##### Recorded data

//! Outbound connection setup: resolve, pick a proxy, connect

use std::net::{IpAddr, SocketAddr};
use std::sync::Arc;

use tracing::{debug, info};

use super::{proxy, socks, ConnectInfo, Stash, Via};
use crate::conn::{ConnId, Connection, LrsState, PendingTimeout, RoleTag};
use crate::dns::select_address;
use crate::error::{Error, Result};
use crate::headers::{Attach, HdrToken};
use crate::role::H1;
use crate::service::Worker;
use crate::telemetry::ConnStats;
use crate::transport::{classify_connect, ConnectProgress, Interest};
use crate::vhost::RegistryEntry;

/// Only requests with this method may share a connection
const REUSABLE_METHOD: &str = "GET";

/// Where the socket goes, after proxy selection
struct Target {
    host: String,
    port: u16,
    via: Via,
}

impl Worker {
    /// Start an outbound connection. The returned connection may still be
    /// waiting for a header table; it continues on its own once it has one.
    ///
    /// # Errors
    ///
    /// Invalid parameters, or a failure that already tore the connection
    /// down (the user protocol has been told).
    pub fn client_connect_via_info(&mut self, info: ConnectInfo) -> Result<ConnId> {
        info.validate()?;
        let vhost = info.vhost.clone().unwrap_or_else(|| Arc::clone(&self.vhost));
        let id = self
            .conns
            .insert_with(|id| Connection::new(id, RoleTag::H1Client, LrsState::Unconnected, &H1, vhost));
        ConnStats::bump(&self.stats.created);

        let parent = info.parent.filter(|p| self.conns.contains(*p));
        if let Some(conn) = self.conns.get_mut(id) {
            conn.client.c_port = info.port;
            conn.client.tls = info.tls;
            conn.client.pipeline = info.pipeline;
            conn.client.stash = Some(Box::new(Stash::from_info(&info)));
            conn.parent = parent;
        }
        if let Some(parent) = parent {
            if let Some(parent_conn) = self.conns.get_mut(parent) {
                parent_conn.children.push(id);
            }
        }
        info!(conn = %id, address = %info.address, port = info.port, path = %info.path, "client connect");

        if let Attach::Queued = self.ah_attach(id) {
            debug!(conn = %id, "waiting for a header table");
            return Ok(id);
        }
        self.connect_via_info2(id)
    }

    /// Move the stashed parameters into the header table, then connect.
    pub(crate) fn connect_via_info2(&mut self, id: ConnId) -> Result<ConnId> {
        let stash = self.conns.get_mut(id).ok_or(Error::Closed)?.client.stash.take();
        if let Some(stash) = stash {
            let written = match self.header_table_of_mut(id) {
                Some(ah) => stash.write_into(ah).map_err(Error::from),
                None => Err(Error::resource("ah was NULL at cc2")),
            };
            if let Err(err) = written {
                self.client_fail_early(id, err.diagnostic());
                return Err(err);
            }
        }
        self.connect_2(id)
    }

    /// Drive a connection with its parameters in the header table towards
    /// the handshake. Re-entered while the connect is in progress.
    pub(crate) fn connect_2(&mut self, id: ConnId) -> Result<ConnId> {
        let Some(ah) = self.conns.get(id).ok_or(Error::Closed)?.ah else {
            self.client_fail_early(id, "ah was NULL at cc2");
            return Err(Error::resource("ah was NULL at cc2"));
        };
        let (method, address, iface) = match self.ah_pool.get(ah) {
            Some(table) => (
                table.get(HdrToken::ClientMethod).map(str::to_owned),
                table.get(HdrToken::ClientPeerAddress).map(str::to_owned),
                table.get(HdrToken::ClientIface).map(str::to_owned),
            ),
            None => (None, None, None),
        };
        let Some(address) = address else {
            self.client_fail_early(id, "no peer address");
            return Err(Error::connect("no peer address"));
        };
        let reusable = method.as_deref() == Some(REUSABLE_METHOD);

        let conn = self.conns.get(id).ok_or(Error::Closed)?;
        let fresh = conn.state == LrsState::Unconnected && conn.socket.is_none();
        if fresh && reusable && conn.client.pipeline && conn.client.queued_on.is_none() {
            if let Some(host) = self.find_piggyback_host(id, &address) {
                return self.piggyback(id, host);
            }
        }

        if let Some(conn) = self.conns.get_mut(id) {
            conn.client.hostname.get_or_insert_with(|| address.clone());
        }
        if reusable {
            self.register_active(id, &address);
        }

        let target = self.select_target(id, &address)?;
        let ip = match self.resolve_target(id, &target) {
            Ok(ip) => ip,
            Err(err) => return Err(self.client_fail(id, err)),
        };
        let peer = SocketAddr::new(ip, target.port);

        let has_socket = self.conns.get(id).is_some_and(|c| c.socket.is_some());
        if !has_socket {
            self.open_socket(id, peer, iface.as_deref())?;
        }

        match self.start_connect(id, peer) {
            Ok(ConnectProgress::InProgress) => return Ok(id),
            Ok(ConnectProgress::Connected) => {}
            Err(err) => return Err(self.client_fail(id, err)),
        }
        debug!(conn = %id, %peer, via = ?target.via, "connected");

        match target.via {
            Via::HttpProxy => self.send_proxy_connect(id),
            Via::Socks => self.send_socks_greeting(id),
            Via::Direct => self.send_handshake(id),
        }
    }

    /// A live connection this request can share, newest first
    fn find_piggyback_host(&self, id: ConnId, address: &str) -> Option<ConnId> {
        let conn = self.conns.get(id)?;
        let candidates =
            conn.vhost
                .registry()
                .candidates(self.id, id, address, conn.client.c_port, conn.client.tls);
        candidates.into_iter().find(|candidate| {
            let Some(host) = self.conns.get(*candidate) else {
                return false;
            };
            if host.client.keepalive_rejected {
                info!(conn = %id, host = %candidate, "defeating pipelining due to no keepalive on server");
                return false;
            }
            !host.closing
        })
    }

    fn register_active(&mut self, id: ConnId, address: &str) {
        let Some(conn) = self.conns.get_mut(id) else {
            return;
        };
        if conn.client.registered || conn.client.queued_on.is_some() {
            return;
        }
        conn.client.registered = true;
        let entry = RegistryEntry {
            worker: self.id,
            conn: id,
            host: address.to_owned(),
            port: conn.client.c_port,
            tls: conn.client.tls,
        };
        conn.vhost.registry().register(entry);
        debug!(conn = %id, host = address, "registered for reuse");
    }

    /// HTTP proxy, then SOCKS5, then direct
    fn select_target(&mut self, id: ConnId, address: &str) -> Result<Target> {
        let user_agent = self.config.user_agent.clone();
        let conn = self.conns.get_mut(id).ok_or(Error::Closed)?;
        let vhost = Arc::clone(&conn.vhost);
        let cfg = vhost.config();

        let target = if let Some(http) = &cfg.http_proxy {
            conn.client.proxy_request = Some(proxy::connect_request(address, conn.client.c_port, &user_agent, http));
            Target {
                host: http.address.clone(),
                port: http.port,
                via: Via::HttpProxy,
            }
        } else if let Some(socks) = &cfg.socks_proxy {
            Target {
                host: socks.address.clone(),
                port: socks.port,
                via: Via::Socks,
            }
        } else {
            Target {
                host: address.to_owned(),
                port: conn.client.c_port,
                via: Via::Direct,
            }
        };
        conn.client.via = target.via;
        debug!(conn = %id, host = %target.host, port = target.port, via = ?target.via, "target");
        Ok(target)
    }

    fn resolve_target(&mut self, id: ConnId, target: &Target) -> Result<IpAddr> {
        let conn = self.conns.get(id).ok_or(Error::Closed)?;
        if let Some(ip) = conn.client.connect_addr {
            return Ok(ip);
        }
        let (ipv6, ipv6_only) = (conn.vhost.config().ipv6, conn.vhost.config().ipv6_only);

        let ips = self.resolver.resolve(&target.host, ipv6).map_err(|e| {
            let msg = if ipv6 {
                "ipv6 getaddrinfo failed"
            } else {
                "getaddrinfo failed"
            };
            Error::resolve_with(msg, e)
        })?;
        let ip = select_address(&ips, ipv6, ipv6_only)?;
        if let Some(conn) = self.conns.get_mut(id) {
            conn.client.connect_addr = Some(ip);
        }
        debug!(conn = %id, host = %target.host, %ip, "resolved");
        Ok(ip)
    }

    fn open_socket(&mut self, id: ConnId, peer: SocketAddr, iface: Option<&str>) -> Result<()> {
        let mut socket = match self.sockets.open(&peer) {
            Ok(socket) => socket,
            Err(e) => return Err(self.client_fail(id, Error::connect_io("unable to open socket", e))),
        };
        if let Err(e) = socket.set_options() {
            return Err(self.client_fail(id, Error::connect_io("set socket opts failed", e)));
        }

        let conn = self.conns.get_mut(id).ok_or(Error::Closed)?;
        conn.socket = Some(socket);
        conn.set_state(LrsState::WaitingConnect);
        if let Err(err) = self.insert_fds(id) {
            return Err(self.client_fail(id, err));
        }

        // visible to the event loop from here: failures take the full close
        if let Err(err) = self.change_pollfd(id, Interest::NONE, Interest::POLLIN) {
            return Err(self.client_fail(id, err));
        }
        let secs = self.config.awaiting_timeout_secs;
        self.set_timeout(id, PendingTimeout::AwaitingConnectResponse, secs);

        if let Some(iface) = iface {
            let bound = self
                .conns
                .get_mut(id)
                .and_then(|c| c.socket.as_mut())
                .map(|s| s.bind_interface(iface));
            if let Some(Err(e)) = bound {
                return Err(self.client_fail(id, Error::connect_io("unable to bind socket", e)));
            }
        }
        Ok(())
    }

    fn start_connect(&mut self, id: ConnId, peer: SocketAddr) -> Result<ConnectProgress> {
        let conn = self.conns.get_mut(id).ok_or(Error::Closed)?;
        conn.peer = Some(peer);
        let socket = conn.socket.as_mut().ok_or(Error::connect("no socket"))?;

        let progress = classify_connect(socket.connect(peer)).map_err(|e| Error::connect_io("connect failed", e))?;
        if progress == ConnectProgress::Connected {
            return Ok(progress);
        }

        // a failure the stack already knows about
        match socket.take_error() {
            Ok(None) => {}
            Ok(Some(e)) | Err(e) => return Err(Error::connect_io("socket connect failed", e)),
        }
        self.change_pollfd(id, Interest::NONE, Interest::POLLOUT)
            .map_err(|_| Error::connect("POLLOUT set failed"))?;
        debug!(conn = %id, %peer, "connect in progress");
        Ok(progress)
    }

    fn send_proxy_connect(&mut self, id: ConnId) -> Result<ConnId> {
        let conn = self.conns.get_mut(id).ok_or(Error::Closed)?;
        let request = conn.client.proxy_request.take().unwrap_or_default();
        let written = conn.socket.as_mut().map(|s| s.write(&request));
        if !matches!(written, Some(crate::transport::WriteStatus::Written(n)) if n == request.len()) {
            return Err(self.client_fail(id, Error::proxy("proxy write failed")));
        }
        let secs = self.config.awaiting_timeout_secs;
        self.set_timeout(id, PendingTimeout::AwaitingProxyResponse, secs);
        if let Some(conn) = self.conns.get_mut(id) {
            conn.set_state(LrsState::WaitingProxyReply);
        }
        debug!(conn = %id, "sent proxy CONNECT");
        Ok(id)
    }

    fn send_socks_greeting(&mut self, id: ConnId) -> Result<ConnId> {
        let greeting = socks::greeting();
        if self.socks_send(id, &greeting).is_err() {
            return Err(self.client_fail(id, Error::proxy("socks write failed")));
        }
        let secs = self.config.awaiting_timeout_secs;
        self.set_timeout(id, PendingTimeout::AwaitingSocksGreetingReply, secs);
        if let Some(conn) = self.conns.get_mut(id) {
            conn.set_state(LrsState::WaitingSocksGreetingReply);
        }
        debug!(conn = %id, "sent socks greeting");
        Ok(id)
    }

    /// Write one negotiation message straight to the socket; it is small
    /// enough that anything short of a full write is a failure.
    pub(crate) fn socks_send(&mut self, id: ConnId, msg: &[u8]) -> Result<()> {
        let conn = self.conns.get_mut(id).ok_or(Error::Closed)?;
        match conn.socket.as_mut().map(|s| s.write(msg)) {
            Some(crate::transport::WriteStatus::Written(n)) if n == msg.len() => Ok(()),
            _ => Err(Error::proxy("socks write failed")),
        }
    }

    /// The connection is ready for its request headers: service it once
    /// straight away rather than wait for the next event.
    pub(crate) fn send_handshake(&mut self, id: ConnId) -> Result<ConnId> {
        if let Some(conn) = self.conns.get_mut(id) {
            conn.set_state(LrsState::IssueHandshake);
        }
        let secs = self.config.awaiting_timeout_secs;
        self.set_timeout(id, PendingTimeout::SentClientHandshake, secs);
        self.service_conn(id, Interest::POLLIN);
        if self.contains(id) {
            Ok(id)
        } else {
            Err(Error::connect("first service failed"))
        }
    }

    /// Report `err` and tear the connection down the way its current
    /// visibility requires. Returns `err` for propagation.
    pub(crate) fn client_fail(&mut self, id: ConnId, err: Error) -> Error {
        let msg = err.diagnostic().to_owned();
        if self.conns.get(id).is_some_and(|c| c.in_fds) {
            self.client_connection_error(id, &msg);
            self.close_free(id, &msg);
        } else {
            self.client_fail_early(id, &msg);
        }
        err
    }
}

##########

Work task: Starting with the first line of the data above, copy each line exactly until you reach the line with "info.validate()?;"; include that line as well.

Problem solution:
//! Outbound connection setup: resolve, pick a proxy, connect

use std::net::{IpAddr, SocketAddr};
use std::sync::Arc;

use tracing::{debug, info};

use super::{proxy, socks, ConnectInfo, Stash, Via};
use crate::conn::{ConnId, Connection, LrsState, PendingTimeout, RoleTag};
use crate::dns::select_address;
use crate::error::{Error, Result};
use crate::headers::{Attach, HdrToken};
use crate::role::H1;
use crate::service::Worker;
use crate::telemetry::ConnStats;
use crate::transport::{classify_connect, ConnectProgress, Interest};
use crate::vhost::RegistryEntry;

/// Only requests with this method may share a connection
const REUSABLE_METHOD: &str = "GET";

/// Where the socket goes, after proxy selection
struct Target {
    host: String,
    port: u16,
    via: Via,
}

impl Worker {
    /// Start an outbound connection. The returned connection may still be
    /// waiting for a header table; it continues on its own once it has one.
    ///
    /// # Errors
    ///
    /// Invalid parameters, or a failure that already tore the connection
    /// down (the user protocol has been told).
    pub fn client_connect_via_info(&mut self, info: ConnectInfo) -> Result<ConnId> {
        info.validate()?;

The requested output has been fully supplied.